Work order » Each entry below is to be duplicated verbatim.

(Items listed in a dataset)
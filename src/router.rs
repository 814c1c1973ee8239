use axum::http::{HeaderValue, Method, header};
use axum::routing::get;
use axum::{Json, Router, middleware};
use rollcall_config::CorsConfig;
use rollcall_observability::{logging_middleware, metrics_middleware};
use serde::Serialize;
use tower_http::cors::{AllowOrigin, CorsLayer};
use tower_http::trace::TraceLayer;
use utoipa::{OpenApi, ToSchema};
use utoipa_scalar::{Scalar, Servable as _};
use utoipa_swagger_ui::SwaggerUi;

use crate::docs::ApiDoc;
use crate::modules::attendance::router::init_attendance_router;
use crate::modules::auth::router::init_auth_router;
use crate::modules::classes::router::init_classes_router;
use crate::modules::teachers::router::init_teachers_router;
use crate::state::AppState;
use crate::utils::response::TOTAL_COUNT_HEADER;

#[derive(Serialize, ToSchema)]
pub struct HealthResponse {
    pub status: String,
}

#[utoipa::path(
    get,
    path = "/health",
    responses(
        (status = 200, description = "Service is up", body = HealthResponse)
    ),
    tag = "Health"
)]
pub async fn health() -> Json<HealthResponse> {
    Json(HealthResponse {
        status: "ok".to_string(),
    })
}

pub fn init_router(state: AppState) -> Router {
    let cors = cors_layer(&state.cors_config);

    Router::new()
        .merge(SwaggerUi::new("/swagger-ui").url("/api-docs/openapi.json", ApiDoc::openapi()))
        .merge(Scalar::with_url("/scalar", ApiDoc::openapi()))
        .route("/health", get(health))
        .nest(
            "/api",
            Router::new()
                .nest("/auth", init_auth_router())
                .nest("/teacher", init_teachers_router())
                .nest(
                    "/classes",
                    init_classes_router().merge(init_attendance_router()),
                ),
        )
        .with_state(state)
        .layer(cors)
        .layer(TraceLayer::new_for_http())
        .layer(middleware::from_fn(metrics_middleware))
        .layer(middleware::from_fn(logging_middleware))
}

/// `*` allows any origin without credentials; an explicit list allows credentials.
fn cors_layer(config: &CorsConfig) -> CorsLayer {
    let layer = CorsLayer::new()
        .allow_methods([Method::GET, Method::POST, Method::OPTIONS])
        .allow_headers([header::AUTHORIZATION, header::CONTENT_TYPE, header::ACCEPT])
        .expose_headers([TOTAL_COUNT_HEADER.clone()]);

    if config.allows_any_origin() {
        return layer.allow_origin(AllowOrigin::any());
    }

    let origins: Vec<HeaderValue> = config
        .allowed_origins
        .iter()
        .filter_map(|origin| origin.parse().ok())
        .collect();

    layer.allow_origin(origins).allow_credentials(true)
}
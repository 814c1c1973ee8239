//! Application error type.
//!
//! Every handler returns `Result<_, AppError>`. An [`AppError`] carries the HTTP
//! status to answer with and the underlying [`anyhow::Error`]; it renders as
//! `{"error": "<message>"}`.
//!
//! The request-terminal error kinds of the attendance API map onto named
//! constructors:
//!
//! | Kind | Constructor | Status |
//! |------|-------------|--------|
//! | Invalid credentials | [`AppError::invalid_credentials`] | 401 |
//! | Missing/invalid token | [`AppError::unauthorized`] | 401 |
//! | Class absent or not owned | [`AppError::class_not_found`] | 404 |
//! | Attendance already recorded | [`AppError::duplicate_submission`] | 400 |

use anyhow::{Error, anyhow};
use axum::{
    Json,
    http::StatusCode,
    response::{IntoResponse, Response},
};
use serde_json::json;

#[derive(Debug)]
pub struct AppError {
    pub status: StatusCode,
    pub error: Error,
}

impl AppError {
    pub fn new<E>(status: StatusCode, err: E) -> Self
    where
        E: Into<Error>,
    {
        Self {
            status,
            error: err.into(),
        }
    }

    pub fn internal<E>(err: E) -> Self
    where
        E: Into<Error>,
    {
        Self::new(StatusCode::INTERNAL_SERVER_ERROR, err)
    }

    pub fn internal_error(message: String) -> Self {
        Self::internal(anyhow!(message))
    }

    pub fn database<E>(err: E) -> Self
    where
        E: Into<Error>,
    {
        Self::new(StatusCode::INTERNAL_SERVER_ERROR, err)
    }

    pub fn not_found<E>(err: E) -> Self
    where
        E: Into<Error>,
    {
        Self::new(StatusCode::NOT_FOUND, err)
    }

    pub fn bad_request<E>(err: E) -> Self
    where
        E: Into<Error>,
    {
        Self::new(StatusCode::BAD_REQUEST, err)
    }

    pub fn unprocessable<E>(err: E) -> Self
    where
        E: Into<Error>,
    {
        Self::new(StatusCode::UNPROCESSABLE_ENTITY, err)
    }

    pub fn unauthorized(message: String) -> Self {
        Self::new(StatusCode::UNAUTHORIZED, anyhow!(message))
    }

    /// Unknown username or wrong password. The two cases share one message.
    pub fn invalid_credentials() -> Self {
        Self::unauthorized("Invalid credentials".to_string())
    }

    /// Class does not exist or belongs to another teacher.
    ///
    /// Both cases produce this exact error so callers cannot probe for class ids.
    pub fn class_not_found() -> Self {
        Self::not_found(anyhow!("Class not found or access denied"))
    }

    pub fn duplicate_submission() -> Self {
        Self::bad_request(anyhow!("Attendance already submitted for this session"))
    }

    pub fn is_server_error(&self) -> bool {
        self.status.is_server_error()
    }
}

impl IntoResponse for AppError {
    fn into_response(self) -> Response {
        if self.is_server_error() {
            tracing::error!(error = ?self.error, "request failed");
        }

        let body = Json(json!({
            "error": self.error.to_string()
        }));

        (self.status, body).into_response()
    }
}

impl<E> From<E> for AppError
where
    E: Into<Error>,
{
    fn from(err: E) -> Self {
        AppError::internal(err)
    }
}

Answer area »
filename src/router.rs
repository 814c1c1973ee8239
use axum::http::{HeaderValue, Method, header};
use axum::routing::get;
use axum::{Json, Router, middleware};
use rollcall_config::CorsConfig;
use rollcall_observability::{logging_middleware, metrics_middleware};
use serde::Serialize;
use tower_http::cors::{AllowOrigin, CorsLayer};
use tower_http::trace::TraceLayer;
use utoipa::{OpenApi, ToSchema};
use utoipa_scalar::{Scalar, Servable as _};
use utoipa_swagger_ui::SwaggerUi;

use crate::docs::ApiDoc;
use crate::modules::attendance::router::init_attendance_router;
use crate::modules::auth::router::init_auth_router;
use crate::modules::classes::router::init_classes_router;
use crate::modules::teachers::router::init_teachers_router;
use crate::state::AppState;
use crate::utils::response::TOTAL_COUNT_HEADER;

#[derive(Serialize, ToSchema)]
pub struct HealthResponse {
    pub status: String,
}

#[utoipa::path(
    get,
    path = "/health",
    responses(
        (status = 200, description = "Service is up", body = HealthResponse)
    ),
    tag = "Health"
)]
pub async fn health() -> Json<HealthResponse> {
    Json(HealthResponse {
        status: "ok".to_string(),
    })
}

pub fn init_router(state: AppState) -> Router {
    let cors = cors_layer(&state.cors_config);

    Router::new()
        .merge(SwaggerUi::new("/swagger-ui").url("/api-docs/openapi.json", ApiDoc::openapi()))
        .merge(Scalar::with_url("/scalar", ApiDoc::openapi()))
        .route("/health", get(health))
        .nest(
            "/api",
            Router::new()
                .nest("/auth", init_auth_router())
                .nest("/teacher", init_teachers_router())
                .nest(
                    "/classes",
                    init_classes_router().merge(init_attendance_router()),
                ),
        )
        .with_state(state)
        .layer(cors)
        .layer(TraceLayer::new_for_http())
        .layer(middleware::from_fn(metrics_middleware))
        .layer(middleware::from_fn(logging_middleware))
}

/// `*` allows any origin without credentials; an explicit list allows credentials.
fn cors_layer(config: &CorsConfig) -> CorsLayer {
    let layer = CorsLayer::new()
        .allow_methods([Method::GET, Method::POST, Method::OPTIONS])
        .allow_headers([header::AUTHORIZATION, header::CONTENT_TYPE, header::ACCEPT])
        .expose_headers([TOTAL_COUNT_HEADER.clone()]);

    if config.allows_any_origin() {
        return layer.allow_origin(AllowOrigin::any());
    }

    let origins: Vec<HeaderValue> = config
        .allowed_origins
        .iter()
        .filter_map(|origin| origin.parse().ok())
        .collect();

    layer.allow_origin(origins).allow_credentials(true)
}
repository 814c1c1973ee8239
//! Application error type.
//!
//! Every handler returns `Result<_, AppError>`. An [`AppError`] carries the HTTP
//! status to answer with and the underlying [`anyhow::Error`]; it renders as
//! `{"error": "<message>"}`.
//!
//! The request-terminal error kinds of the attendance API map onto named
//! constructors:
//!
//! | Kind | Constructor | Status |
//! |------|-------------|--------|
//! | Invalid credentials | [`AppError::invalid_credentials`] | 401 |
//! | Missing/invalid token | [`AppError::unauthorized`] | 401 |
//! | Class absent or not owned | [`AppError::class_not_found`] | 404 |
//! | Attendance already recorded | [`AppError::duplicate_submission`] | 400 |

use anyhow::{Error, anyhow};
use axum::{
    Json,
    http::StatusCode,
    response::{IntoResponse, Response},
};
use serde_json::json;

#[derive(Debug)]
pub struct AppError {
    pub status: StatusCode,
    pub error: Error,
}

impl AppError {
    pub fn new<E>(status: StatusCode, err: E) -> Self
    where
        E: Into<Error>,
    {
        Self {
            status,
            error: err.into(),
        }
    }

    pub fn internal<E>(err: E) -> Self
    where
        E: Into<Error>,
    {
        Self::new(StatusCode::INTERNAL_SERVER_ERROR, err)
    }

    pub fn internal_error(message: String) -> Self {
        Self::internal(anyhow!(message))
    }

    pub fn database<E>(err: E) -> Self
    where
        E: Into<Error>,
    {
        Self::new(StatusCode::INTERNAL_SERVER_ERROR, err)
    }

    pub fn not_found<E>(err: E) -> Self
    where
        E: Into<Error>,
    {
        Self::new(StatusCode::NOT_FOUND, err)
    }

    pub fn bad_request<E>(err: E) -> Self
    where
        E: Into<Error>,
    {
        Self::new(StatusCode::BAD_REQUEST, err)
    }

    pub fn unprocessable<E>(err: E) -> Self
    where
        E: Into<Error>,
    {
        Self::new(StatusCode::UNPROCESSABLE_ENTITY, err)
    }

    pub fn unauthorized(message: String) -> Self {
        Self::new(StatusCode::UNAUTHORIZED, anyhow!(message))
    }

    /// Unknown username or wrong password. The two cases share one message.
    pub fn invalid_credentials() -> Self {
        Self::unauthorized("Invalid credentials".to_string())
    }

    /// Class does not exist or belongs to another teacher.
    ///
    /// Both cases produce this exact error so callers cannot probe for class ids.
    pub fn class_not_found() -> Self {
        Self::not_found(anyhow!("Class not found or access denied"))
    }

    pub fn duplicate_submission() -> Self {
        Self::bad_request(anyhow!("Attendance already submitted for this session"))
    }

    pub fn is_server_error(&self) -> bool {
        self.status.is_server_error()
    }
}

impl IntoResponse for AppError {
    fn into_response(self) -> Response {
        if self.is_server_error() {
            tracing::error!(error = ?self.error, "request failed");
        }

        let body = Json(json!({
            "error": self.error.to_string()
        }));

        (self.status, body).into_response()
    }
}

impl<E> From<E> for AppError
where
    E: Into<Error>,
{
    fn from(err: E) -> Self {
        AppError::internal(err)
    }
}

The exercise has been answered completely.